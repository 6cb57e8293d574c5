/*
 *
 *
 *
 *
 * MIT License
 * Copyright (c) 2025. Dwight J. Browne
 * dwight[-at-]dwightjbrowne[-dot-]com
 *
 *
 * Permission is hereby granted, free of charge, to any person obtaining a copy
 * of this software and associated documentation files (the "Software"), to deal
 * in the Software without restriction, including without limitation the rights
 * to use, copy, modify, merge, publish, distribute, sublicense, and/or sell
 * copies of the Software, and to permit persons to whom the Software is
 * furnished to do so, subject to the following conditions:
 *
 * The above copyright notice and this permission notice shall be included in all
 * copies or substantial portions of the Software.
 *
 * THE SOFTWARE IS PROVIDED "AS IS", WITHOUT WARRANTY OF ANY KIND, EXPRESS OR
 * IMPLIED, INCLUDING BUT NOT LIMITED TO THE WARRANTIES OF MERCHANTABILITY,
 * FITNESS FOR A PARTICULAR PURPOSE AND NONINFRINGEMENT. IN NO EVENT SHALL THE
 * AUTHORS OR COPYRIGHT HOLDERS BE LIABLE FOR ANY CLAIM, DAMAGES OR OTHER
 * LIABILITY, WHETHER IN AN ACTION OF CONTRACT, TORT OR OTHERWISE, ARISING FROM,
 * OUT OF OR IN CONNECTION WITH THE SOFTWARE OR THE USE OR OTHER DEALINGS IN THE
 * SOFTWARE.
 */

//! Wire-level types shared by the request builder and the endpoint catalog

use serde::{Deserialize, Serialize};

/// HTTP methods the API accepts.
#[derive(Debug, Clone, Copy, PartialEq, Eq, Hash, Serialize, Deserialize)]
pub enum Method {
  Get,
  Options,
  Put,
  Delete,
  Post,
  Patch,
}

impl std::fmt::Display for Method {
  fn fmt(&self, f: &mut std::fmt::Formatter<'_>) -> std::fmt::Result {
    f.write_str(self.as_str())
  }
}

impl Method {
  /// Upper-case method token as sent on the wire.
  pub const fn as_str(&self) -> &'static str {
    match self {
      Method::Get => "GET",
      Method::Options => "OPTIONS",
      Method::Put => "PUT",
      Method::Delete => "DELETE",
      Method::Post => "POST",
      Method::Patch => "PATCH",
    }
  }
}

/// The API host an endpoint group talks to.
///
/// Each variant maps to the `{base}` label of the host template, e.g.
/// `paper-api` in `https://paper-api.alpaca.markets/`.
#[derive(Debug, Clone, Copy, PartialEq, Eq, Hash, Serialize, Deserialize)]
pub enum ApiBase {
  /// Paper trading account
  Paper,
  /// Live trading account
  Live,
  /// Market data
  Data,
  /// Broker sandbox
  Broker,
}

impl std::fmt::Display for ApiBase {
  fn fmt(&self, f: &mut std::fmt::Formatter<'_>) -> std::fmt::Result {
    f.write_str(self.label())
  }
}

impl ApiBase {
  /// Host label substituted for `{base}`.
  pub const fn label(&self) -> &'static str {
    match self {
      ApiBase::Paper => "paper-api",
      ApiBase::Live => "live",
      ApiBase::Data => "data",
      ApiBase::Broker => "broker-api.sandbox",
    }
  }

  /// Trading base for the account mode.
  pub const fn trading(paper: bool) -> Self {
    if paper { ApiBase::Paper } else { ApiBase::Live }
  }
}
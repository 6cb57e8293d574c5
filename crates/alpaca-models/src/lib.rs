/*
 *
 *
 *
 *
 * MIT License
 * Copyright (c) 2025. Dwight J. Browne
 * dwight[-at-]dwightjbrowne[-dot-]com
 *
 *
 * Permission is hereby granted, free of charge, to any person obtaining a copy
 * of this software and associated documentation files (the "Software"), to deal
 * in the Software without restriction, including without limitation the rights
 * to use, copy, modify, merge, publish, distribute, sublicense, and/or sell
 * copies of the Software, and to permit persons to whom the Software is
 * furnished to do so, subject to the following conditions:
 *
 * The above copyright notice and this permission notice shall be included in all
 * copies or substantial portions of the Software.
 *
 * THE SOFTWARE IS PROVIDED "AS IS", WITHOUT WARRANTY OF ANY KIND, EXPRESS OR
 * IMPLIED, INCLUDING BUT NOT LIMITED TO THE WARRANTIES OF MERCHANTABILITY,
 * FITNESS FOR A PARTICULAR PURPOSE AND NONINFRINGEMENT. IN NO EVENT SHALL THE
 * AUTHORS OR COPYRIGHT HOLDERS BE LIABLE FOR ANY CLAIM, DAMAGES OR OTHER
 * LIABILITY, WHETHER IN AN ACTION OF CONTRACT, TORT OR OTHERWISE, ARISING FROM,
 * OUT OF OR IN CONNECTION WITH THE SOFTWARE OR THE USE OR OTHER DEALINGS IN THE
 * SOFTWARE.
 */

//! Typed payloads for the Alpaca trading and market data APIs
//!
//! Every model decodes itself from a JSON value through the [`schema`]
//! module, which collects all problems in a payload with their JSON paths
//! instead of stopping at the first one. Request types validate themselves
//! the same way before anything is sent.
//!
//! # Example
//!
//! ```
//! use alpaca_models::schema::ResponseSchema;
//! use alpaca_models::Clock;
//! use serde_json::json;
//!
//! let clock = Clock::parse_output(&json!({
//!   "timestamp": "2024-01-02T10:00:00-05:00",
//!   "is_open": true,
//!   "next_open": "2024-01-03T09:30:00-05:00",
//!   "next_close": "2024-01-02T16:00:00-05:00"
//! }))
//! .unwrap();
//! assert!(clock.is_open);
//! ```

#![warn(clippy::all)]

pub mod schema;

pub mod account;
pub mod assets;
pub mod calendar;
pub mod enums;
pub mod market;
pub mod orders;
pub mod positions;
pub mod watchlists;

pub use account::*;
pub use assets::*;
pub use calendar::*;
pub use enums::*;
pub use market::*;
pub use orders::*;
pub use positions::*;
pub use watchlists::*;
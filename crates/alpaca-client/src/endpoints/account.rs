/*
 *
 *
 *
 *
 * MIT License
 * Copyright (c) 2025. Dwight J. Browne
 * dwight[-at-]dwightjbrowne[-dot-]com
 *
 *
 * Permission is hereby granted, free of charge, to any person obtaining a copy
 * of this software and associated documentation files (the "Software"), to deal
 * in the Software without restriction, including without limitation the rights
 * to use, copy, modify, merge, publish, distribute, sublicense, and/or sell
 * copies of the Software, and to permit persons to whom the Software is
 * furnished to do so, subject to the following conditions:
 *
 * The above copyright notice and this permission notice shall be included in all
 * copies or substantial portions of the Software.
 *
 * THE SOFTWARE IS PROVIDED "AS IS", WITHOUT WARRANTY OF ANY KIND, EXPRESS OR
 * IMPLIED, INCLUDING BUT NOT LIMITED TO THE WARRANTIES OF MERCHANTABILITY,
 * FITNESS FOR A PARTICULAR PURPOSE AND NONINFRINGEMENT. IN NO EVENT SHALL THE
 * AUTHORS OR COPYRIGHT HOLDERS BE LIABLE FOR ANY CLAIM, DAMAGES OR OTHER
 * LIABILITY, WHETHER IN AN ACTION OF CONTRACT, TORT OR OTHERWISE, ARISING FROM,
 * OUT OF OR IN CONNECTION WITH THE SOFTWARE OR THE USE OR OTHER DEALINGS IN THE
 * SOFTWARE.
 */

//! Account, portfolio history and account configuration endpoints

use crate::endpoint::{Declaration, Endpoint};
use crate::invoker::{Call, Invoker};
use alpaca_core::{Method, Result};
use alpaca_models::schema::Never;
use alpaca_models::{Account, AccountConfigurations, History, HistoryQuery};
use tracing::instrument;

pub static GET_ACCOUNT: Endpoint<Never, Never, Account> =
  Endpoint::new("Get Account", Method::Get, "v2/account", 200);

pub static GET_PORTFOLIO_HISTORY: Endpoint<HistoryQuery, Never, History> =
  Endpoint::new("Get Account Portfolio History", Method::Get, "v2/account/portfolio/history", 200);

pub static GET_CONFIGURATIONS: Endpoint<Never, Never, AccountConfigurations> =
  Endpoint::new("Get Account Configurations", Method::Get, "v2/account/configurations", 200);

pub static UPDATE_CONFIGURATIONS: Endpoint<Never, AccountConfigurations, AccountConfigurations> =
  Endpoint::new("Account Configurations", Method::Patch, "v2/account/configurations", 200);

pub static CATALOG: &[&Declaration] = &[
  &GET_ACCOUNT.decl,
  &GET_PORTFOLIO_HISTORY.decl,
  &GET_CONFIGURATIONS.decl,
  &UPDATE_CONFIGURATIONS.decl,
];

/// Account endpoints on the trading base.
#[derive(Debug, Clone)]
pub struct AccountEndpoints {
  invoker: Invoker,
}

impl AccountEndpoints {
  pub fn new(invoker: Invoker) -> Self {
    Self { invoker }
  }

  /// Balances, buying power and status of the account.
  ///
  /// ```ignore
  /// let account = client.account().get().await?;
  /// println!("buying power: {:?}", account.buying_power);
  /// ```
  #[instrument(skip(self))]
  pub async fn get(&self) -> Result<Account> {
    self.invoker.invoke(&GET_ACCOUNT, Call::new()).await
  }

  /// Equity and profit/loss over time, pivoted into one frame per timestamp.
  #[instrument(skip(self, query))]
  pub async fn portfolio_history(&self, query: &HistoryQuery) -> Result<History> {
    self.invoker.invoke(&GET_PORTFOLIO_HISTORY, Call::new().query(query)).await
  }

  #[instrument(skip(self))]
  pub async fn configurations(&self) -> Result<AccountConfigurations> {
    self.invoker.invoke(&GET_CONFIGURATIONS, Call::new()).await
  }

  /// Replace the account configurations and return what the server stored.
  #[instrument(skip(self, configurations))]
  pub async fn update_configurations(
    &self,
    configurations: &AccountConfigurations,
  ) -> Result<AccountConfigurations> {
    self.invoker.invoke(&UPDATE_CONFIGURATIONS, Call::new().body(configurations)).await
  }
}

┄┄┄┄┄┄

What the task asks: Write out, exactly as shown, only the lines running from the one that contains "pub fn new(invoker: Invoker)" to the last line above.

Reply:
  pub fn new(invoker: Invoker) -> Self {
    Self { invoker }
  }

  /// Balances, buying power and status of the account.
  ///
  /// ```ignore
  /// let account = client.account().get().await?;
  /// println!("buying power: {:?}", account.buying_power);
  /// ```
  #[instrument(skip(self))]
  pub async fn get(&self) -> Result<Account> {
    self.invoker.invoke(&GET_ACCOUNT, Call::new()).await
  }

  /// Equity and profit/loss over time, pivoted into one frame per timestamp.
  #[instrument(skip(self, query))]
  pub async fn portfolio_history(&self, query: &HistoryQuery) -> Result<History> {
    self.invoker.invoke(&GET_PORTFOLIO_HISTORY, Call::new().query(query)).await
  }

  #[instrument(skip(self))]
  pub async fn configurations(&self) -> Result<AccountConfigurations> {
    self.invoker.invoke(&GET_CONFIGURATIONS, Call::new()).await
  }

  /// Replace the account configurations and return what the server stored.
  #[instrument(skip(self, configurations))]
  pub async fn update_configurations(
    &self,
    configurations: &AccountConfigurations,
  ) -> Result<AccountConfigurations> {
    self.invoker.invoke(&UPDATE_CONFIGURATIONS, Call::new().body(configurations)).await
  }
}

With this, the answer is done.